→ Record excerpts
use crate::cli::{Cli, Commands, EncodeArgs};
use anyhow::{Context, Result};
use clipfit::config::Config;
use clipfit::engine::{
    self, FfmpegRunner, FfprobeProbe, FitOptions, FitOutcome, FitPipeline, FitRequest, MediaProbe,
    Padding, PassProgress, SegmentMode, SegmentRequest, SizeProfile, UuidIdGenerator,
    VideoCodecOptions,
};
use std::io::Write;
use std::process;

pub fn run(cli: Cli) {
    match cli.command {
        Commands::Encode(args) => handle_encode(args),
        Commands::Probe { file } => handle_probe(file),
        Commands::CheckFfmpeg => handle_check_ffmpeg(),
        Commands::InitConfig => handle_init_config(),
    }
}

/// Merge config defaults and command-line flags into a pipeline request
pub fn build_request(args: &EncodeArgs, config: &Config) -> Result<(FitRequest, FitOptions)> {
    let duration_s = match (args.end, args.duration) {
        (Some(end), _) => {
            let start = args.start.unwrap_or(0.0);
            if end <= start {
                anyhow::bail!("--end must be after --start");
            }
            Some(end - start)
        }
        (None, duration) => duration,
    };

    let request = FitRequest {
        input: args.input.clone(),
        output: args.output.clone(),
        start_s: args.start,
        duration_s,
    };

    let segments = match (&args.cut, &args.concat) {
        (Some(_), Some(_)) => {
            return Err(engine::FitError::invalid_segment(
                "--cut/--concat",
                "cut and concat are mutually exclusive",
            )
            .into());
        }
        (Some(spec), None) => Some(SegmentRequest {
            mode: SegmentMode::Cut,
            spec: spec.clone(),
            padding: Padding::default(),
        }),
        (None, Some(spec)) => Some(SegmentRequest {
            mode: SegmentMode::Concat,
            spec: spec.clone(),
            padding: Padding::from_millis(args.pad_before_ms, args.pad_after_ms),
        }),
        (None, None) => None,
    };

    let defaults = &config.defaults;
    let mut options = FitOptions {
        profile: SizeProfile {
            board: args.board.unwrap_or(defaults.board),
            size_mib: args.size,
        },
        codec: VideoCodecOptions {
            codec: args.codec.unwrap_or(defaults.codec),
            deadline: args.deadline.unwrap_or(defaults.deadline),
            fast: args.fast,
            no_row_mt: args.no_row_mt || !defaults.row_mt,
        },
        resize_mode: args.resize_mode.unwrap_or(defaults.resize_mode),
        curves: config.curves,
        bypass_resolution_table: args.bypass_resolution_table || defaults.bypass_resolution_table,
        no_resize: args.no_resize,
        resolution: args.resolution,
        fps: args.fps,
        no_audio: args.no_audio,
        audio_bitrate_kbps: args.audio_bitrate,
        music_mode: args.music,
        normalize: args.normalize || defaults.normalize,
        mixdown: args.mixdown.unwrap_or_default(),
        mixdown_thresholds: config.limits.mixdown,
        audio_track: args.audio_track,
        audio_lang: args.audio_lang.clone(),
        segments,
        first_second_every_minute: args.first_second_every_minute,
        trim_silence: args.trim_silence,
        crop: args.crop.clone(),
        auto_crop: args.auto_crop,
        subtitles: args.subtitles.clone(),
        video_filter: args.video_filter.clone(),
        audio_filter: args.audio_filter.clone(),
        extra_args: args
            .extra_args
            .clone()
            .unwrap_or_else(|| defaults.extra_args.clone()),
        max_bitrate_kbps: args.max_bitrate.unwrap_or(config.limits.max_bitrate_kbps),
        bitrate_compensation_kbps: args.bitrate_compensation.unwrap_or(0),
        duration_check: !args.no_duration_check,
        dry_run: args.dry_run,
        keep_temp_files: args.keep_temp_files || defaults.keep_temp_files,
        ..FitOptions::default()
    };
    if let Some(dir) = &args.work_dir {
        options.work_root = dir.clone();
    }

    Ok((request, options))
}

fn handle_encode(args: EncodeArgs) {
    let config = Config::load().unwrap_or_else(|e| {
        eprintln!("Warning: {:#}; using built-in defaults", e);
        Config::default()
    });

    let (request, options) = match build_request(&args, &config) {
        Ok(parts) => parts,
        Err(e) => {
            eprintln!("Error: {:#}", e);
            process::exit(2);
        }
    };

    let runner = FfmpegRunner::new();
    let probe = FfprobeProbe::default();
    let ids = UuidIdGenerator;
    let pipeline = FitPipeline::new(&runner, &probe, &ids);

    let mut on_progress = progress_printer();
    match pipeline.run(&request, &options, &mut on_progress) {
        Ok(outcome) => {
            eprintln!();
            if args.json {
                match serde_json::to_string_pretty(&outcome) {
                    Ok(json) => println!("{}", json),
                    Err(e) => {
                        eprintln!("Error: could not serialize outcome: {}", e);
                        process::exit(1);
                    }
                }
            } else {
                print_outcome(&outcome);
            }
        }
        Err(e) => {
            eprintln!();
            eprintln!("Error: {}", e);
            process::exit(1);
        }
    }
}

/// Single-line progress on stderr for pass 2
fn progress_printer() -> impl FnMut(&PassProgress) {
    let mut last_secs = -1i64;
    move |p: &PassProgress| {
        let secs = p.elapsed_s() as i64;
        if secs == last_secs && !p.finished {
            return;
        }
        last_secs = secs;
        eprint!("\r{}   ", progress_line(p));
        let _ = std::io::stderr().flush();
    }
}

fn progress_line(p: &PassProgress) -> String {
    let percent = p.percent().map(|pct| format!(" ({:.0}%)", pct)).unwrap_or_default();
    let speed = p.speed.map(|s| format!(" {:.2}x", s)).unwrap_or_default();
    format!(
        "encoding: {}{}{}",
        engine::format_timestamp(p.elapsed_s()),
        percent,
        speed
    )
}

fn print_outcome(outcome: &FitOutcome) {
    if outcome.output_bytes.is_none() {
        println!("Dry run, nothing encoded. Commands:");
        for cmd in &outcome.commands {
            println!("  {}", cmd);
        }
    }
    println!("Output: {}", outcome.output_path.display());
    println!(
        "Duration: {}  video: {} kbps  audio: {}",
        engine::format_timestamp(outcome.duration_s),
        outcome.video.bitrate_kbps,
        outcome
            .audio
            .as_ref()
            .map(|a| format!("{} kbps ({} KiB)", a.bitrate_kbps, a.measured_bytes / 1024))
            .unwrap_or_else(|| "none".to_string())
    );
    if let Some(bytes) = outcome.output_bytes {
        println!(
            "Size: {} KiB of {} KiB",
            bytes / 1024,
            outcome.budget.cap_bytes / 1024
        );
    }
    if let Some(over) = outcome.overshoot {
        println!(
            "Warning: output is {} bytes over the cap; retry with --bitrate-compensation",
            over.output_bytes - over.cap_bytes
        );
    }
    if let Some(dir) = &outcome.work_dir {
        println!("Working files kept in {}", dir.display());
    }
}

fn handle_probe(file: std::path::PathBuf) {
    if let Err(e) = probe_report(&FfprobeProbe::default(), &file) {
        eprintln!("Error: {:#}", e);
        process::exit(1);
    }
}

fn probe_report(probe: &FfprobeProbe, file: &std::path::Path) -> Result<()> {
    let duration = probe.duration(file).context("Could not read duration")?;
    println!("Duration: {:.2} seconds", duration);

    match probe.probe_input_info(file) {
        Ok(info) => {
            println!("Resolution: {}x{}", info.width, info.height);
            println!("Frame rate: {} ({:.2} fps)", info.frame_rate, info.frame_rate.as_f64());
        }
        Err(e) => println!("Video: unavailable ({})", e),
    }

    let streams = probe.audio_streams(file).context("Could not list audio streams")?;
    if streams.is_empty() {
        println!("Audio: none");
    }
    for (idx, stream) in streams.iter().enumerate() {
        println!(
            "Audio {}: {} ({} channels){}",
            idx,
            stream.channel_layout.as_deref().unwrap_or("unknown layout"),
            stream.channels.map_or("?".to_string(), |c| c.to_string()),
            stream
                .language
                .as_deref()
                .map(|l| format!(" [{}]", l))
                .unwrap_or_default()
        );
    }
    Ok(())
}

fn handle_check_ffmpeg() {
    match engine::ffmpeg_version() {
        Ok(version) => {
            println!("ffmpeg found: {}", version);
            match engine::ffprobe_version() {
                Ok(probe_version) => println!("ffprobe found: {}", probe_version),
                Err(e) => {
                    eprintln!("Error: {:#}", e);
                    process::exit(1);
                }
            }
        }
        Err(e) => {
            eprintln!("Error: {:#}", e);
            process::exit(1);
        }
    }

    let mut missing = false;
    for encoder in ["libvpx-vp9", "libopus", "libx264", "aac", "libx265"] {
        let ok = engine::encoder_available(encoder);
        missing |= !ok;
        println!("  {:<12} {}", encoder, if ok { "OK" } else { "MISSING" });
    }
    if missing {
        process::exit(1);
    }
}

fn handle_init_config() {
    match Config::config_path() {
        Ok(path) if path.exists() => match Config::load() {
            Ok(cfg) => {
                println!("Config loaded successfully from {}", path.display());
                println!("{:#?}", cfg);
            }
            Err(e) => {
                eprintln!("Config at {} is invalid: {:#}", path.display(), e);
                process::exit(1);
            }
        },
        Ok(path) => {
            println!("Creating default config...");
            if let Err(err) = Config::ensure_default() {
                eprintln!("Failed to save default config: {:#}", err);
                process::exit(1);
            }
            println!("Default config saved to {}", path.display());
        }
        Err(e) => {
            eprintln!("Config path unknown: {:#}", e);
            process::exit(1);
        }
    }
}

→ Work instructions
Which lines in the entries above contain "start"? Pull each of them out.

→ Answer for this exercise
            let start = args.start.unwrap_or(0.0);
            if end <= start {
                anyhow::bail!("--end must be after --start");
            Some(end - start)
        start_s: args.start,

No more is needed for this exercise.